Computing-intensive MR programs: complex computing algorithms are required for each input key-value pair. The main feature is that each map processing function takes longer time than obtaining the processed data, at least one magnitude. For example, the facial recognition program.
If you use the default FileInputFormat to process this type of application, the cpu load of the Department's machine is too high, while the others are relatively idle. (Ganglia can be used for monitoring and analysis)
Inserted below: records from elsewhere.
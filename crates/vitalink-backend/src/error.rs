use thiserror::Error;

/// Errors surfaced by the backend stores.
///
/// All of these are transient from the session's point of view: the
/// failed operation is reported and abandoned, the session stays up.
#[derive(Error, Debug)]
pub enum BackendError {
    #[error("read failed: {0}")]
    Read(String),

    #[error("write failed: {0}")]
    Write(String),

    #[error("listener setup failed: {0}")]
    Listener(String),

    #[error("document not found: {0}")]
    NotFound(String),

    #[error("serialization error: {0}")]
    Serialization(#[from] serde_json::Error),
}

/// Convenience alias used throughout the backend crates.
pub type BackendResult<T> = std::result::Result<T, BackendError>;
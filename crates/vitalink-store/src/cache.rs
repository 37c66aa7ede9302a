//! The never-throw cache contract.
//!
//! `set` / `get` / `remove` are synchronous and best-effort: storage
//! and serialization failures are logged and reported as `false` /
//! `None`, never raised. TTL is evaluated lazily on `get` against the
//! entry's write timestamp; expired entries are evicted on read, there
//! is no background sweep.

use std::sync::Mutex;

use rusqlite::params;
use serde::de::DeserializeOwned;
use serde::Serialize;
use tracing::{debug, warn};

use vitalink_shared::constants::{CACHE_SCHEMA_VERSION, CACHE_TTL_MS};
use vitalink_shared::Timestamp;

use crate::database::Database;
use crate::error::Result;

/// Versioned, TTL-bound key-value cache over the local database.
pub struct CacheStore {
    db: Mutex<Database>,
    version: String,
    ttl_ms: i64,
}

impl CacheStore {
    /// Cache with the default schema version and 24 h TTL.
    pub fn new(db: Database) -> Self {
        Self::with_options(db, CACHE_SCHEMA_VERSION, CACHE_TTL_MS)
    }

    /// Cache with explicit version namespace and TTL, for tests and
    /// migrations.
    pub fn with_options(db: Database, version: &str, ttl_ms: i64) -> Self {
        Self {
            db: Mutex::new(db),
            version: version.to_string(),
            ttl_ms,
        }
    }

    /// Namespaced storage key. Old-version entries become unreachable
    /// after a version bump; they are orphaned, not actively purged.
    fn scoped(&self, key: &str) -> String {
        format!("chat_{}_{}", self.version, key)
    }

    /// Store `value` under `key`. `false` means the cache is
    /// unavailable for this write, not an application error.
    pub fn set<T: Serialize>(&self, key: &str, value: &T) -> bool {
        match self.try_set(key, value) {
            Ok(()) => true,
            Err(e) => {
                warn!(key, error = %e, "cache write failed");
                false
            }
        }
    }

    /// Fetch `key`, enforcing TTL. Expired entries are evicted and
    /// reported as `None`.
    pub fn get<T: DeserializeOwned>(&self, key: &str) -> Option<T> {
        match self.try_get(key) {
            Ok(value) => value,
            Err(e) => {
                warn!(key, error = %e, "cache read failed");
                None
            }
        }
    }

    /// Delete `key`. `false` when nothing was deleted or the cache is
    /// unavailable.
    pub fn remove(&self, key: &str) -> bool {
        match self.try_remove(key) {
            Ok(removed) => removed,
            Err(e) => {
                warn!(key, error = %e, "cache remove failed");
                false
            }
        }
    }

    fn try_set<T: Serialize>(&self, key: &str, value: &T) -> Result<()> {
        let payload = serde_json::to_string(value)?;
        let db = self.lock()?;
        db.conn().execute(
            "INSERT INTO cache (key, written_at, payload) VALUES (?1, ?2, ?3)
             ON CONFLICT(key) DO UPDATE SET written_at = ?2, payload = ?3",
            params![self.scoped(key), Timestamp::now().as_millis(), payload],
        )?;
        Ok(())
    }

    fn try_get<T: DeserializeOwned>(&self, key: &str) -> Result<Option<T>> {
        let scoped = self.scoped(key);
        let db = self.lock()?;
        let row: Option<(i64, String)> = db
            .conn()
            .query_row(
                "SELECT written_at, payload FROM cache WHERE key = ?1",
                params![scoped],
                |row| Ok((row.get(0)?, row.get(1)?)),
            )
            .map(Some)
            .or_else(|e| match e {
                rusqlite::Error::QueryReturnedNoRows => Ok(None),
                other => Err(other),
            })?;

        let Some((written_at, payload)) = row else {
            return Ok(None);
        };

        let age = Timestamp::now().as_millis() - written_at;
        if age >= self.ttl_ms {
            debug!(key, age_ms = age, "cache entry expired, evicting");
            db.conn()
                .execute("DELETE FROM cache WHERE key = ?1", params![scoped])?;
            return Ok(None);
        }

        Ok(Some(serde_json::from_str(&payload)?))
    }

    fn try_remove(&self, key: &str) -> Result<bool> {
        let db = self.lock()?;
        let affected = db.conn().execute(
            "DELETE FROM cache WHERE key = ?1",
            params![self.scoped(key)],
        )?;
        Ok(affected > 0)
    }

    fn lock(&self) -> Result<std::sync::MutexGuard<'_, Database>> {
        self.db.lock().map_err(|_| crate::error::StoreError::Poisoned)
    }
}

#[cfg(test)]
mod tests {
    use super::*;
    use serde::Deserialize;

    #[derive(Debug, Serialize, Deserialize, PartialEq)]
    struct Payload {
        name: String,
        count: u32,
    }

    fn payload() -> Payload {
        Payload {
            name: "hydration reminder".to_string(),
            count: 3,
        }
    }

    fn fresh_cache() -> CacheStore {
        CacheStore::new(Database::in_memory().unwrap())
    }

    #[test]
    fn round_trip_within_ttl() {
        let cache = fresh_cache();
        assert!(cache.set("k1", &payload()));
        assert_eq!(cache.get::<Payload>("k1"), Some(payload()));
    }

    #[test]
    fn missing_key_is_none() {
        let cache = fresh_cache();
        assert_eq!(cache.get::<Payload>("nope"), None);
    }

    #[test]
    fn expired_entry_is_evicted_on_read() {
        let dir = tempfile::tempdir().unwrap();
        let path = dir.path().join("cache.db");

        let expiring =
            CacheStore::with_options(Database::open_at(&path).unwrap(), "v2", 0);
        assert!(expiring.set("k1", &payload()));
        assert_eq!(expiring.get::<Payload>("k1"), None);
        drop(expiring);

        // Same version, generous TTL: the row must actually be gone.
        let patient =
            CacheStore::with_options(Database::open_at(&path).unwrap(), "v2", i64::MAX);
        assert_eq!(patient.get::<Payload>("k1"), None);
    }

    #[test]
    fn version_bump_orphans_old_entries() {
        let dir = tempfile::tempdir().unwrap();
        let path = dir.path().join("cache.db");

        let v1 = CacheStore::with_options(Database::open_at(&path).unwrap(), "v1", i64::MAX);
        assert!(v1.set("k1", &payload()));
        drop(v1);

        let v2 = CacheStore::with_options(Database::open_at(&path).unwrap(), "v2", i64::MAX);
        assert_eq!(v2.get::<Payload>("k1"), None);
    }

    #[test]
    fn remove_reports_whether_anything_was_deleted() {
        let cache = fresh_cache();
        assert!(!cache.remove("k1"));
        assert!(cache.set("k1", &payload()));
        assert!(cache.remove("k1"));
        assert_eq!(cache.get::<Payload>("k1"), None);
    }

    #[test]
    fn overwrite_refreshes_payload() {
        let cache = fresh_cache();
        assert!(cache.set("k1", &payload()));
        let updated = Payload {
            name: "stretch break".to_string(),
            count: 9,
        };
        assert!(cache.set("k1", &updated));
        assert_eq!(cache.get::<Payload>("k1"), Some(updated));
    }

    #[test]
    fn unserializable_read_is_none_not_panic() {
        let cache = fresh_cache();
        assert!(cache.set("k1", &"just a string"));
        assert_eq!(cache.get::<Payload>("k1"), None);
    }
}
By default, the implementation of FileInputFormat creates partition data based on the local nature of the data. However, the local nature of computing-intensive program data may not be suitable. So how should we make changes? When we obtain the computing power of all available serversServer to allocate and create parts.
Therefore, we need to reload the partition function.
Next we will reload SequenceFileInputFormat to demonstrate how to implement the above requirements:
ComputeIntensiveSequenceFileInputFormat inherits the SequenceFileInputFormat function and reloads the gitSplits function:
// Rewrite the multipart function @ Override public List
GetSplits (JobContext job) throws IOException {String [] servers = getActiveServersList (job); if (servers = null) return null; List
Splits = new ArrayList
(); List
Files = listStatus (job); int currentServer = 0; for (FileStatus file: files) {Path path = file. getPath (); long length = file. getLen (); if (length! = 0) & isSplitable (job, path) {long blockSize = file. getBlockSize (); long splitSize = computeSplitSize (blockSize, minSize, maxSize); long bytesRemaining = length; while (double) bytesRemaining)/splitSize> SPLIT_SLOP) {splits. add (new FileSplit (path, length-bytesRemaining, splitSize, new String [] {servers [currentServer]}); currentServer = getNextServer (currentServer, servers. length); TesRemaining-= splitSize;} else if (length! = 0) {splits. add (new FileSplit (path, 0, length, new String [] {servers [currentServer]}); currentServer = getNextServer (currentServer, servers. length) ;}} // Save the number of input files in the job-conf job. getConfiguration (). setLong (NUM_INPUT_FILES, files. size (); return splits;} // obtain the Server LIST private String [] getActiveServersList (JobContext context) {String [] servers = null; try {JobClient jc = new JobClient (JobConf) context. getConfiguration (); ClusterStatus status = jc. getClusterStatus (true); Collection
Atc = status. getActiveTrackerNames (); servers = new String [atc. size ()]; int s = 0; for (String serverInfo: atc) {StringTokenizer st = new StringTokenizer (serverInfo, ":"); String trackerName = st. nextToken (); StringTokenizer st1 = new StringTokenizer (trackerName, "_"); st1.nextToken (); servers [s ++] = st1.nextToken () ;}} catch (IOException e) {e. printStackTrace ();} return servers;} // select a server private static int getNextServer (int current, int max) {current ++; if (current> = max) current = 0; return current ;}
This class inherits from SequenceFileInputFormat and overwrites the getSplits () function. The calculation part is the same as FileInputFormat. The physical locality of the original data is replaced by available server resources. Two main functions:
GetActiveServersList () queries the cluster status and calculates a list of available server names
GetNextServer () gets a server
Optimization:
Is the above solution perfect? The answer is no.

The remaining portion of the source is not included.